(Saved data entries)
*** Begin section ***
mod analyzer;
mod config;
mod error;
mod fetch;
mod parser;
mod scrape;
mod types;

use tokio_util::sync::CancellationToken;
use tracing::{error, info, warn};
use tracing_subscriber::EnvFilter;

use crate::analyzer::DataAnalyzer;
use crate::config::Config;
use crate::error::Result;
use crate::scrape::ProductScraper;
use crate::types::{CompetitiveRow, PriceForecast, PriceStatistics, VisualizationData};

#[tokio::main]
async fn main() {
    let cfg = match Config::from_env() {
        Ok(c) => c,
        Err(e) => {
            eprintln!("Config error: {e}");
            std::process::exit(1);
        }
    };

    tracing_subscriber::fmt()
        .with_env_filter(EnvFilter::new(&cfg.log_level))
        .init();

    if let Err(e) = run(cfg).await {
        error!("Fatal error: {e}");
        std::process::exit(1);
    }
}

/// One user-triggered pipeline run: scrape both sources concurrently,
/// analyze the union, render the tables. Each run constructs its own
/// scraper and analyzer; nothing is shared between runs.
async fn run(cfg: Config) -> Result<()> {
    info!(
        product = %cfg.product_name,
        max_pages = cfg.max_pages,
        max_retries = cfg.max_retries,
        delay_s = cfg.delay_between_requests.as_secs_f64(),
        "starting pipeline run"
    );

    let cancel = CancellationToken::new();
    {
        let cancel = cancel.clone();
        tokio::spawn(async move {
            if tokio::signal::ctrl_c().await.is_ok() {
                warn!("interrupt received; finishing with partial results");
                cancel.cancel();
            }
        });
    }

    let mut scraper =
        ProductScraper::new(cfg.max_retries, cfg.delay_between_requests)?.with_cancellation(cancel);

    // Independent rate-limit clocks per source, so the scrapes run in
    // parallel without one source's backoff throttling the other.
    let (amazon, ebay) = tokio::join!(
        scraper.scrape_amazon(&cfg.product_name, cfg.max_pages),
        scraper.scrape_ebay(&cfg.product_name, cfg.max_pages),
    );
    let (amazon, ebay) = (amazon?, ebay?);
    scraper.close();

    if amazon.listings.is_empty() && ebay.listings.is_empty() {
        warn!("no listings from either source; tables will be empty");
    }

    let analyzer = DataAnalyzer::new(amazon, ebay);

    render_price_statistics(&analyzer.price_statistics());
    render_competitive_analysis(&analyzer.competitive_analysis());
    render_forecast(analyzer.predict_future_prices().as_ref());
    render_visualization_summary(&analyzer.visualization_data());

    Ok(())
}

fn render_price_statistics(rows: &[PriceStatistics]) {
    println!("\nPrice statistics (USD)");
    println!(
        "{:<10} {:>6} {:>10} {:>10} {:>10} {:>10} {:>10}",
        "source", "count", "min", "max", "mean", "median", "std_dev"
    );
    for row in rows {
        println!(
            "{:<10} {:>6} {:>10} {:>10} {:>10} {:>10} {:>10}",
            row.label,
            row.count,
            fmt_opt(row.min),
            fmt_opt(row.max),
            fmt_opt(row.mean),
            fmt_opt(row.median),
            fmt_opt(row.std_dev),
        );
    }
}

fn render_competitive_analysis(rows: &[CompetitiveRow]) {
    println!("\nCompetitive analysis");
    if rows.is_empty() {
        println!("  (no source produced valid listings)");
        return;
    }
    println!(
        "{:<10} {:>6} {:>10} {:>10} {:>9}",
        "source", "rank", "avg_price", "avg_rating", "listings"
    );
    for row in rows {
        println!(
            "{:<10} {:>6} {:>10.2} {:>10} {:>9}",
            row.source.to_string(),
            row.price_rank,
            row.avg_price,
            fmt_opt(row.avg_rating),
            row.listing_count,
        );
    }
}

fn render_forecast(forecast: Option<&PriceForecast>) {
    println!("\nPrice forecast");
    let Some(forecast) = forecast else {
        println!("  insufficient data to forecast");
        return;
    };
    println!(
        "  trend: slope {:+.4}/period, intercept {:.2}",
        forecast.model.slope, forecast.model.intercept
    );
    for point in &forecast.points {
        println!("  t+{:<3} {:>10.2}", point.time_index, point.predicted_price);
    }
}

/// The machine-facing bridge to the external visualizer: plain numeric data,
/// emitted as JSON so the presentation layer can be swapped freely.
fn render_visualization_summary(vis: &VisualizationData) {
    println!("\nVisualization data for \"{}\"", vis.query);
    for (source, prices) in vis.sources.iter().zip(&vis.prices_by_source) {
        println!("  {source}: {} price points", prices.len());
    }
    match serde_json::to_string(vis) {
        Ok(payload) => println!("  payload: {payload}"),
        Err(e) => warn!(error = %e, "could not serialize visualization data"),
    }
}

fn fmt_opt(v: Option<f64>) -> String {
    match v {
        Some(v) => format!("{v:.2}"),
        None => "-".to_string(),
    }
}
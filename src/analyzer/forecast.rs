use crate::config::{FORECAST_HORIZON, MIN_FORECAST_POINTS};
use crate::types::{ForecastPoint, PriceForecast, TrendModel};

/// Ordinary least squares linear trend over scrape order, used as a proxy
/// time axis since true timestamps are sparse within a single run.
///
/// Returns None below `MIN_FORECAST_POINTS` — "not enough data to forecast"
/// is an expected outcome, not an error. Predictions cover the next
/// `FORECAST_HORIZON` indices past the observed range; extrapolation beyond
/// the fitted range is a known limitation.
pub fn predict(prices: &[f64]) -> Option<PriceForecast> {
    if prices.len() < MIN_FORECAST_POINTS {
        return None;
    }

    let model = fit_linear_trend(prices);
    let n = prices.len();
    let points = (0..FORECAST_HORIZON)
        .map(|i| {
            let time_index = n + i;
            ForecastPoint {
                time_index,
                predicted_price: model.slope * time_index as f64 + model.intercept,
            }
        })
        .collect();

    Some(PriceForecast { points, model })
}

fn fit_linear_trend(prices: &[f64]) -> TrendModel {
    let n = prices.len() as f64;
    let mean_x = (prices.len() - 1) as f64 / 2.0;
    let mean_y = prices.iter().sum::<f64>() / n;

    let mut cov = 0.0;
    let mut var_x = 0.0;
    for (i, &y) in prices.iter().enumerate() {
        let dx = i as f64 - mean_x;
        cov += dx * (y - mean_y);
        var_x += dx * dx;
    }

    // var_x > 0 whenever n >= 2, which MIN_FORECAST_POINTS guarantees.
    let slope = cov / var_x;
    TrendModel {
        slope,
        intercept: mean_y - slope * mean_x,
    }
}

#[cfg(test)]
mod tests {
    use super::*;

    #[test]
    fn below_threshold_returns_none() {
        assert!(predict(&[]).is_none());
        assert!(predict(&[10.0]).is_none());
        assert!(predict(&[10.0, 11.0]).is_none());
    }

    #[test]
    fn at_threshold_returns_full_horizon() {
        let forecast = predict(&[10.0, 11.0, 12.0]).expect("threshold met");
        assert_eq!(forecast.points.len(), FORECAST_HORIZON);

        // Indices continue past the observed range, strictly increasing.
        assert_eq!(forecast.points[0].time_index, 3);
        for pair in forecast.points.windows(2) {
            assert!(pair[0].time_index < pair[1].time_index);
        }
    }

    #[test]
    fn exact_linear_series_extrapolates_exactly() {
        let forecast = predict(&[10.0, 12.0, 14.0, 16.0]).unwrap();
        assert!((forecast.model.slope - 2.0).abs() < 1e-9);
        assert!((forecast.model.intercept - 10.0).abs() < 1e-9);
        assert!((forecast.points[0].predicted_price - 18.0).abs() < 1e-9);
        assert!((forecast.points[4].predicted_price - 26.0).abs() < 1e-9);
    }

    #[test]
    fn flat_series_predicts_constant_price() {
        let forecast = predict(&[5.0, 5.0, 5.0, 5.0, 5.0]).unwrap();
        assert!(forecast.model.slope.abs() < 1e-9);
        for p in &forecast.points {
            assert!((p.predicted_price - 5.0).abs() < 1e-9);
        }
    }

    #[test]
    fn noisy_series_fits_least_squares_trend() {
        // Hand-computed: cov = 14, var_x = 5 → slope 2.8.
        let forecast = predict(&[1.5, 3.5, 7.5, 9.5]).unwrap();
        assert!((forecast.model.slope - 2.8).abs() < 1e-9);
    }
}
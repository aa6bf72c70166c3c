use std::time::Duration;

use crate::error::{AppError, Result};

pub const AMAZON_SEARCH_URL: &str = "https://www.amazon.com/s";
pub const EBAY_SEARCH_URL: &str = "https://www.ebay.com/sch/i.html";

/// Sent on every outbound request; a bare reqwest default UA gets blocked
/// almost immediately by both marketplaces.
pub const USER_AGENT: &str = "Mozilla/5.0 (Windows NT 10.0; Win64; x64) \
    AppleWebKit/537.36 (KHTML, like Gecko) Chrome/121.0.0.0 Safari/537.36";

/// Per-request timeout (seconds).
pub const REQUEST_TIMEOUT_SECS: u64 = 30;

/// Retry backoff: BACKOFF_BASE_MS * 2^attempt, capped at BACKOFF_CAP_MS.
pub const BACKOFF_BASE_MS: u64 = 500;
pub const BACKOFF_CAP_MS: u64 = 8_000;

/// Number of future periods the price forecast covers.
pub const FORECAST_HORIZON: usize = 5;

/// Minimum valid price points before a forecast is produced. Two points fit
/// a line exactly (zero residual), so the floor is set one above that —
/// below this the analyzer returns None rather than a meaningless trend.
pub const MIN_FORECAST_POINTS: usize = 3;

/// The four inbound parameters that fully determine pipeline behavior,
/// plus the log filter. No other implicit configuration exists.
#[derive(Debug, Clone)]
pub struct Config {
    pub product_name: String,
    /// Pages to scrape per source (MAX_PAGES, must be >= 1)
    pub max_pages: u32,
    /// Retry attempts per page fetch (MAX_RETRIES)
    pub max_retries: u32,
    /// Minimum delay between consecutive requests (DELAY_BETWEEN_REQUESTS, seconds)
    pub delay_between_requests: Duration,
    pub log_level: String,
}

impl Config {
    pub fn from_env() -> Result<Self> {
        let product_name = std::env::var("PRODUCT_NAME")
            .unwrap_or_else(|_| "wireless headphones".to_string());

        let max_pages = std::env::var("MAX_PAGES")
            .unwrap_or_else(|_| "2".to_string())
            .parse::<u32>()
            .map_err(|_| AppError::Config("MAX_PAGES must be a positive integer".to_string()))?;

        let max_retries = std::env::var("MAX_RETRIES")
            .unwrap_or_else(|_| "3".to_string())
            .parse::<u32>()
            .map_err(|_| {
                AppError::Config("MAX_RETRIES must be a non-negative integer".to_string())
            })?;

        let delay_secs = std::env::var("DELAY_BETWEEN_REQUESTS")
            .unwrap_or_else(|_| "2".to_string())
            .parse::<f64>()
            .map_err(|_| {
                AppError::Config(
                    "DELAY_BETWEEN_REQUESTS must be a non-negative number of seconds".to_string(),
                )
            })?;

        if !delay_secs.is_finite() || delay_secs < 0.0 {
            return Err(AppError::Config(
                "DELAY_BETWEEN_REQUESTS must be a non-negative number of seconds".to_string(),
            ));
        }

        let cfg = Self {
            product_name,
            max_pages,
            max_retries,
            delay_between_requests: Duration::from_secs_f64(delay_secs),
            log_level: std::env::var("LOG_LEVEL").unwrap_or_else(|_| "info".to_string()),
        };
        cfg.validate()?;
        Ok(cfg)
    }

    /// Eager validation; fatal to the run, names the offending parameter.
    pub fn validate(&self) -> Result<()> {
        if self.product_name.trim().is_empty() {
            return Err(AppError::Config("PRODUCT_NAME must not be empty".to_string()));
        }
        if self.max_pages == 0 {
            return Err(AppError::Config("MAX_PAGES must be >= 1".to_string()));
        }
        Ok(())
    }
}

#[cfg(test)]
mod tests {
    use super::*;

    fn base_config() -> Config {
        Config {
            product_name: "wireless headphones".to_string(),
            max_pages: 2,
            max_retries: 3,
            delay_between_requests: Duration::from_secs(2),
            log_level: "info".to_string(),
        }
    }

    #[test]
    fn valid_config_passes() {
        assert!(base_config().validate().is_ok());
    }

    #[test]
    fn zero_pages_is_rejected() {
        let mut cfg = base_config();
        cfg.max_pages = 0;
        let err = cfg.validate().unwrap_err();
        assert!(err.to_string().contains("MAX_PAGES"));
    }

    #[test]
    fn empty_product_name_is_rejected() {
        let mut cfg = base_config();
        cfg.product_name = "  ".to_string();
        let err = cfg.validate().unwrap_err();
        assert!(err.to_string().contains("PRODUCT_NAME"));
    }
}
//! Digital Defenders core data models.
//!
//! Missions, stages, the learner progress aggregate and user settings.
//! Nothing in this crate performs I/O.

#![warn(missing_docs)]

mod mission;
mod progress;
pub mod settings;

pub use mission::{KeyError, Mission, Stage};
pub use progress::{
    GamePatch, GameProgress, MissionProgress, ProgressPatch, UserProgress,
    PROGRESS_SCHEMA_VERSION,
};
pub use settings::{
    AccessibilityPatch, AccessibilitySettings, FontSize, Language, SettingsPatch, Theme,
    UserSettings,
};

/// Timestamp type
pub type Time = chrono::DateTime<chrono::Utc>;
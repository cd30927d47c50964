//! Storage abstraction and implementations for Digital Defenders.
//!
//! This crate provides a trait-based key-value interface with a JSON file
//! implementation and an in-memory one.

#![warn(missing_docs)]

pub mod trait_;
pub mod json_storage;
pub mod memory;

pub use trait_::{KeyValueStore, StorageError, Result};
pub use json_storage::JsonFileStore;
pub use memory::MemoryStore;
//! Learner name, data export and full reset.

use std::sync::Arc;
use chrono::{NaiveDate, Utc};
use defenders_core::Time;
use defenders_storage::KeyValueStore;
use serde::Serialize;
use serde_json::Value;
use tracing::info;
use crate::error::{ProgressError, Result};
use crate::{NAME_KEY, PROGRESS_KEY, SETTINGS_KEY};

/// Everything exported for the learner.
#[derive(Debug, Clone, Serialize)]
#[serde(rename_all = "camelCase")]
pub struct UserDataExport {
    /// Persisted progress, as stored
    pub progress: Option<Value>,
    /// Persisted settings, as stored
    pub settings: Option<Value>,
    /// Learner display name
    pub name: Option<String>,
    /// When the export was produced
    pub export_date: Time,
}

/// Profile-wide operations over the shared store.
pub struct Profile<S: KeyValueStore> {
    store: Arc<S>,
}

impl<S: KeyValueStore> Profile<S> {
    /// Create a profile handle.
    pub fn new(store: Arc<S>) -> Self {
        Self { store }
    }

    /// Learner display name, if set.
    pub async fn name(&self) -> Result<Option<String>> {
        Ok(self.store.get(NAME_KEY).await?)
    }

    /// Set the learner display name.
    pub async fn set_name(&self, name: &str) -> Result<()> {
        let name = name.trim();
        if name.is_empty() {
            return Err(ProgressError::InvalidValue("name is empty".into()));
        }
        self.store.set(NAME_KEY, name).await?;
        Ok(())
    }

    /// Snapshot of progress, settings and name.
    ///
    /// Stored values that are not valid JSON are exported as `null`.
    pub async fn export(&self) -> Result<UserDataExport> {
        Ok(UserDataExport {
            progress: self.raw_json(PROGRESS_KEY).await?,
            settings: self.raw_json(SETTINGS_KEY).await?,
            name: self.name().await?,
            export_date: Utc::now(),
        })
    }

    /// Wipe every stored key: progress, settings, name and quiz history.
    pub async fn reset_all(&self) -> Result<()> {
        let keys = self.store.keys().await?;
        self.store.clear().await?;
        info!(removed = keys.len(), "all learner data reset");
        Ok(())
    }

    async fn raw_json(&self, key: &str) -> Result<Option<Value>> {
        Ok(self
            .store
            .get(key)
            .await?
            .and_then(|raw| serde_json::from_str(&raw).ok()))
    }
}

/// Default file name for an export taken on `day`.
pub fn export_file_name(day: NaiveDate) -> String {
    format!("digital-defenders-data-{}.json", day.format("%Y-%m-%d"))
}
*** End section ***
What you need to do -
Having output the line that contains "async fn main()", stop. Every line before it, back to the first line of the data, must be reproduced exactly.

Expected answer -
mod analyzer;
mod config;
mod error;
mod fetch;
mod parser;
mod scrape;
mod types;

use tokio_util::sync::CancellationToken;
use tracing::{error, info, warn};
use tracing_subscriber::EnvFilter;

use crate::analyzer::DataAnalyzer;
use crate::config::Config;
use crate::error::Result;
use crate::scrape::ProductScraper;
use crate::types::{CompetitiveRow, PriceForecast, PriceStatistics, VisualizationData};

#[tokio::main]
async fn main() {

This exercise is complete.